While this honor would be notable at any time, it is particularly remarkable during a global pandemic that has put a tremendous amount of strain on teachers.
“It has forced all systems to say, we can reimagine the way we are educating children,” a role Harris was seemingly meant to play. Harris is in the process of helping to transition Roeper’s traditional middle school English department into a Humanities department, which he describes as taking a more holistic educational approach.
“I am very, very unapologetically an antiracist teacher,” Harris stresses, and he imbues his lessons with these teachings. “Right now, they [his students] are studying what it means for race to be a social construction,” and they have also learned about implicit bias and the origins and evolution of the police system in the U.S. Harris said that it is also important for his mostly White students to see a Black, queer male in a leadership role.

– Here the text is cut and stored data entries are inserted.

//! Row structs mapping the Diesel schema to the domain model.

use diesel::prelude::*;

use crate::domain::content::{Content, ContentKind};
use crate::domain::question::{Area, Source};

use super::schema::{
    areas, choice_contents, choices, question_areas, question_contents, question_sources,
    questions, solution_contents, solutions, sources,
};

/// Question root row.
#[derive(Debug, Clone, Queryable, Selectable)]
#[diesel(table_name = questions, check_for_backend(diesel::pg::Pg))]
pub struct QuestionRow {
    /// Primary key.
    pub id: i32,
    /// Content fingerprint.
    pub question_hash: String,
    /// Taxonomy reference.
    pub question_type_id: i32,
    /// Taxonomy reference.
    pub subtopic_id: i32,
    /// Taxonomy reference.
    pub difficulty_id: i32,
}

/// Insertable question root row.
#[derive(Debug, Insertable)]
#[diesel(table_name = questions)]
pub struct NewQuestionRow<'a> {
    /// Content fingerprint.
    pub question_hash: &'a str,
    /// Taxonomy reference.
    pub question_type_id: i32,
    /// Taxonomy reference.
    pub subtopic_id: i32,
    /// Taxonomy reference.
    pub difficulty_id: i32,
}

/// Targeted root-field changeset; `None` columns stay untouched.
#[derive(Debug, Default, AsChangeset)]
#[diesel(table_name = questions)]
pub struct QuestionChanges {
    /// New question type, if changing.
    pub question_type_id: Option<i32>,
    /// New subtopic, if changing.
    pub subtopic_id: Option<i32>,
    /// New difficulty, if changing.
    pub difficulty_id: Option<i32>,
}

/// Statement content block row.
#[derive(Debug, Clone, Queryable, Selectable)]
#[diesel(table_name = question_contents, check_for_backend(diesel::pg::Pg))]
pub struct QuestionContentRow {
    /// Primary key.
    pub id: i32,
    /// Owning question.
    pub question_id: i32,
    /// Stored kind discriminant.
    pub kind: String,
    /// Text body or object key.
    pub value: String,
    /// Display and hashing order.
    pub position: i32,
    /// Optional display label.
    pub label: Option<String>,
}

/// Insertable statement content block row.
#[derive(Debug, Insertable)]
#[diesel(table_name = question_contents)]
pub struct NewQuestionContentRow<'a> {
    /// Owning question.
    pub question_id: i32,
    /// Stored kind discriminant.
    pub kind: &'a str,
    /// Text body or object key.
    pub value: &'a str,
    /// Display and hashing order.
    pub position: i32,
    /// Optional display label.
    pub label: Option<&'a str>,
}

/// Partial content changeset; `None` columns stay untouched.
#[derive(Debug, Default, AsChangeset)]
#[diesel(table_name = question_contents)]
pub struct ContentChanges<'a> {
    /// New kind discriminant, if changing.
    pub kind: Option<&'a str>,
    /// New value, if changing.
    pub value: Option<&'a str>,
    /// New order, if changing.
    pub position: Option<i32>,
    /// New label, if changing.
    pub label: Option<&'a str>,
}

/// Choice row.
#[derive(Debug, Clone, Queryable, Selectable)]
#[diesel(table_name = choices, check_for_backend(diesel::pg::Pg))]
pub struct ChoiceRow {
    /// Primary key.
    pub id: i32,
    /// Owning question.
    pub question_id: i32,
    /// Single-letter display label.
    pub label: String,
    /// Correctness flag.
    pub is_correct: bool,
}

/// Insertable choice row.
#[derive(Debug, Insertable)]
#[diesel(table_name = choices)]
pub struct NewChoiceRow<'a> {
    /// Owning question.
    pub question_id: i32,
    /// Single-letter display label.
    pub label: &'a str,
    /// Correctness flag.
    pub is_correct: bool,
}

/// Partial choice changeset; `None` columns stay untouched.
#[derive(Debug, Default, AsChangeset)]
#[diesel(table_name = choices)]
pub struct ChoiceChanges<'a> {
    /// New label, if changing.
    pub label: Option<&'a str>,
    /// New correctness flag, if changing.
    pub is_correct: Option<bool>,
}

/// Choice content block row.
#[derive(Debug, Clone, Queryable, Selectable)]
#[diesel(table_name = choice_contents, check_for_backend(diesel::pg::Pg))]
pub struct ChoiceContentRow {
    /// Primary key.
    pub id: i32,
    /// Owning choice.
    pub choice_id: i32,
    /// Stored kind discriminant.
    pub kind: String,
    /// Text body or object key.
    pub value: String,
    /// Display and hashing order.
    pub position: i32,
    /// Optional display label.
    pub label: Option<String>,
}

/// Insertable choice content block row.
#[derive(Debug, Insertable)]
#[diesel(table_name = choice_contents)]
pub struct NewChoiceContentRow<'a> {
    /// Owning choice.
    pub choice_id: i32,
    /// Stored kind discriminant.
    pub kind: &'a str,
    /// Text body or object key.
    pub value: &'a str,
    /// Display and hashing order.
    pub position: i32,
    /// Optional display label.
    pub label: Option<&'a str>,
}

/// Solution row.
#[derive(Debug, Clone, Queryable, Selectable)]
#[diesel(table_name = solutions, check_for_backend(diesel::pg::Pg))]
pub struct SolutionRow {
    /// Primary key.
    pub id: i32,
    /// Owning question.
    pub question_id: i32,
}

/// Insertable solution row.
#[derive(Debug, Insertable)]
#[diesel(table_name = solutions)]
pub struct NewSolutionRow {
    /// Owning question.
    pub question_id: i32,
}

/// Solution content block row.
#[derive(Debug, Clone, Queryable, Selectable)]
#[diesel(table_name = solution_contents, check_for_backend(diesel::pg::Pg))]
pub struct SolutionContentRow {
    /// Primary key.
    pub id: i32,
    /// Owning solution.
    pub solution_id: i32,
    /// Stored kind discriminant.
    pub kind: String,
    /// Text body or object key.
    pub value: String,
    /// Display and hashing order.
    pub position: i32,
    /// Optional display label.
    pub label: Option<String>,
}

/// Insertable solution content block row.
#[derive(Debug, Insertable)]
#[diesel(table_name = solution_contents)]
pub struct NewSolutionContentRow<'a> {
    /// Owning solution.
    pub solution_id: i32,
    /// Stored kind discriminant.
    pub kind: &'a str,
    /// Text body or object key.
    pub value: &'a str,
    /// Display and hashing order.
    pub position: i32,
    /// Optional display label.
    pub label: Option<&'a str>,
}

/// Source citation row.
#[derive(Debug, Clone, Queryable, Selectable)]
#[diesel(table_name = question_sources, check_for_backend(diesel::pg::Pg))]
pub struct QuestionSourceRow {
    /// Primary key.
    pub id: i32,
    /// Owning question.
    pub question_id: i32,
    /// Cited source.
    pub source_id: i32,
    /// Cited page.
    pub page: i32,
}

/// Insertable source citation row.
#[derive(Debug, Insertable)]
#[diesel(table_name = question_sources)]
pub struct NewQuestionSourceRow {
    /// Owning question.
    pub question_id: i32,
    /// Cited source.
    pub source_id: i32,
    /// Cited page.
    pub page: i32,
}

/// Partial citation changeset; `None` columns stay untouched.
#[derive(Debug, Default, AsChangeset)]
#[diesel(table_name = question_sources)]
pub struct CitationChanges {
    /// New source, if changing.
    pub source_id: Option<i32>,
    /// New page, if changing.
    pub page: Option<i32>,
}

/// Area row.
#[derive(Debug, Clone, Queryable, Selectable)]
#[diesel(table_name = areas, check_for_backend(diesel::pg::Pg))]
pub struct AreaRow {
    /// Primary key.
    pub id: i32,
    /// Short area code.
    pub code: String,
    /// Human-readable name.
    pub name: String,
}

impl From<AreaRow> for Area {
    fn from(row: AreaRow) -> Self {
        Self {
            id: row.id,
            code: row.code,
            name: row.name,
        }
    }
}

/// Question-to-area association row.
#[derive(Debug, Clone, Queryable, Insertable)]
#[diesel(table_name = question_areas)]
pub struct QuestionAreaRow {
    /// Associated question.
    pub question_id: i32,
    /// Associated area.
    pub area_id: i32,
}

/// Source row.
#[derive(Debug, Clone, Queryable, Selectable)]
#[diesel(table_name = sources, check_for_backend(diesel::pg::Pg))]
pub struct SourceRow {
    /// Primary key.
    pub id: i32,
    /// Source name.
    pub name: String,
    /// Publication year.
    pub year: i32,
    /// Owning institution.
    pub institution_id: i32,
}

impl From<SourceRow> for Source {
    fn from(row: SourceRow) -> Self {
        Self {
            id: row.id,
            name: row.name,
            year: row.year,
            institution_id: row.institution_id,
        }
    }
}

/// Convert stored content parts to the domain block, rejecting unknown kind
/// discriminants (they indicate schema drift, not caller error).
pub fn content_from_parts(
    id: i32,
    kind: &str,
    value: String,
    position: i32,
    label: Option<String>,
) -> Result<Content, String> {
    let kind = ContentKind::parse(kind)
        .ok_or_else(|| format!("unknown content kind '{kind}' on content row {id}"))?;
    Ok(Content {
        id,
        kind,
        value,
        order: position,
        label,
    })
}

impl QuestionContentRow {
    /// Convert to the domain content block.
    pub fn into_domain(self) -> Result<Content, String> {
        content_from_parts(self.id, &self.kind, self.value, self.position, self.label)
    }
}

impl ChoiceContentRow {
    /// Convert to the domain content block.
    pub fn into_domain(self) -> Result<Content, String> {
        content_from_parts(self.id, &self.kind, self.value, self.position, self.label)
    }
}

impl SolutionContentRow {
    /// Convert to the domain content block.
    pub fn into_domain(self) -> Result<Content, String> {
        content_from_parts(self.id, &self.kind, self.value, self.position, self.label)
    }
}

In addition to his work in the classroom, Harris, with a few dozen teachers across the country, is organizing an action research group to develop an alternative to traditional standardized tests. He is also the founder of Good Trouble Media, a platform designed for teachers to share their own stories. It started as a single podcast where Harris and a kindergarten teacher in Texas documented their entire school year week by week. The Common Sense podcast has been downloaded over 100,000 times, and was featured by Apple in their 2019 Black History Month spotlight. Harris is currently in the process of launching another series, 'And We’re Still Here,' which he describes as “perseverance stories from different stakeholders in education.”
As an advocate for teachers, Harris’ work has only just begun. “I’ve always wanted to pay tribute and be just like the teachers that I had growing up, who were career teachers, fighters. They were leaders, singers, politicians who had multiple impacts. As I think about ‘what is my true impact,’ I still want to be just like them.”